Le contexte dans lequel nous travaillons est important. L’économie mondiale connaît en ce moment une croissance qui n’a jamais été aussi synchronisée et vigoureuse en près d’une décennie. Les entreprises et les consommateurs ont davantage confiance. Nous savons cependant que beaucoup de gens dans les économies avancées redoutent par ailleurs les conséquences possibles de la numérisation et de l’automatisation. La peur d’être laissés pour compte est présente. Pour les travailleurs de certains secteurs d’activité, comme le secteur manufacturier, tout cela a une impression de déjà-vu. Mais pour les chauffeurs, les avocats, les conseillers en placements et beaucoup d’autres, il s’agit d’une nouvelle réalité. Selon certaines estimations, près de la moitié des tâches réalisées par des travailleurs pourraient être déjà automatisées en utilisant les technologies existantes3.

Cette peur a des coûts bien réels. Elle a miné la confiance à l’égard du cadre de coopération internationale dans des domaines qui nous ont pourtant bien servis par le passé : les politiques de commerce extérieur et la réglementation du secteur financier en sont de bons exemples.

Pour lancer la discussion d’aujourd’hui, j’aborderai les trois points suivants :

  1. Les progrès technologiques sont appelés à renforcer la croissance économique, mais les facteurs associés qui ont contribué à la montée des inégalités par le passé sont toujours d’actualité.
  2. Cette situation n’a rien d’inéluctable. En pensant différemment dans des domaines clés, nous pourrons parvenir à des décisions qui atténueront les effets indésirables de l’innovation, sans toutefois l’étouffer.
  3. Les décideurs publics eux-mêmes doivent apprivoiser les nouvelles technologies. Plus nous comprendrons ces technologies et ce qui justifie l’innovation dans le monde de l’entreprise, plus les orientations que nous adopterons seront adéquates.
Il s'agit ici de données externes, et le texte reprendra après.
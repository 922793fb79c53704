//! Session map: the hook's write target, the monitor's read source.
//!
//! `session_map.json` links tmux windows to agent sessions. Keys are
//! `"<mux_session>:<window_id>"`; the SessionStart hook is the sole writer,
//! the bridge only reads. A mutex-free cached reader keeps the 2 s monitor
//! tick and the routing hub off the disk when nothing changed.

use std::collections::HashMap;
use std::path::{Path, PathBuf};
use std::sync::RwLock;
use std::time::SystemTime;

use serde::{Deserialize, Serialize};
use tracing::warn;

use crate::store::write_json_atomic;

/// One hook-written entry
#[derive(Debug, Clone, Default, PartialEq, Eq, Serialize, Deserialize)]
pub struct SessionMapEntry {
    pub session_id: String,
    pub cwd: String,
    #[serde(default)]
    pub window_name: String,
}

/// Parsed view: window_id → entry, filtered to one mux session.
pub type SessionMapView = HashMap<String, SessionMapEntry>;

fn parse_session_map(raw: &HashMap<String, SessionMapEntry>, mux_session: &str) -> SessionMapView {
    let prefix = format!("{mux_session}:");
    raw.iter()
        .filter_map(|(key, entry)| {
            let window_id = key.strip_prefix(&prefix)?;
            if entry.session_id.is_empty() {
                return None;
            }
            Some((window_id.to_string(), entry.clone()))
        })
        .collect()
}

/// Read-mostly store over the session map file.
pub struct SessionMapStore {
    path: PathBuf,
    mux_session: String,
    cache: RwLock<(Option<SystemTime>, SessionMapView)>,
}

impl SessionMapStore {
    pub fn new(path: PathBuf, mux_session: impl Into<String>) -> Self {
        Self {
            path,
            mux_session: mux_session.into(),
            cache: RwLock::new((None, SessionMapView::new())),
        }
    }

    /// Current view, re-reading the file only when its mtime moved.
    pub fn load(&self) -> SessionMapView {
        let mtime = std::fs::metadata(&self.path).and_then(|m| m.modified()).ok();

        {
            let cache = self.cache.read().expect("session map cache poisoned");
            if cache.0.is_some() && cache.0 == mtime {
                return cache.1.clone();
            }
        }

        let view = match std::fs::read(&self.path) {
            Ok(data) => match serde_json::from_slice::<HashMap<String, SessionMapEntry>>(&data) {
                Ok(raw) => parse_session_map(&raw, &self.mux_session),
                Err(e) => {
                    warn!(
                        component = "session_map",
                        event = "session_map.parse_failed",
                        path = %self.path.display(),
                        error = %e,
                        "Failed to parse session map, keeping previous view"
                    );
                    return self.cache.read().expect("session map cache poisoned").1.clone();
                }
            },
            Err(_) => SessionMapView::new(),
        };

        let mut cache = self.cache.write().expect("session map cache poisoned");
        *cache = (mtime, view.clone());
        view
    }

    /// Session id currently associated with a window, if any.
    pub fn session_for_window(&self, window_id: &str) -> Option<String> {
        self.load().get(window_id).map(|e| e.session_id.clone())
    }
}

/// Merge one entry into the session map file (hook path; read + atomic
/// rewrite). The hook never holds bridge state, so this is a free function.
pub fn write_entry(
    path: &Path,
    mux_session: &str,
    window_id: &str,
    entry: SessionMapEntry,
) -> anyhow::Result<()> {
    let mut raw: HashMap<String, SessionMapEntry> = match std::fs::read(path) {
        Ok(data) => serde_json::from_slice(&data).unwrap_or_default(),
        Err(_) => HashMap::new(),
    };
    raw.insert(format!("{mux_session}:{window_id}"), entry);
    write_json_atomic(path, &raw)
}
Le passé garant de l’avenir

Les technologies ont transformé notre quotidien à un rythme fulgurant. Google n’a pas encore vingt ans. Qui aurait dit, il y a même cinq ans, que certaines personnes amasseraient de petites fortunes en devenant des joueurs professionnels de jeux vidéo? Et, si les parents se préoccupent du nombre d’heures que leurs enfants devraient passer devant un écran, un nombre croissant de professions, depuis les pompiers jusqu’aux chirurgiens, ont par contre épousé cette tendance à la « ludification » en intégrant des exercices vidéo à leurs programmes de formation.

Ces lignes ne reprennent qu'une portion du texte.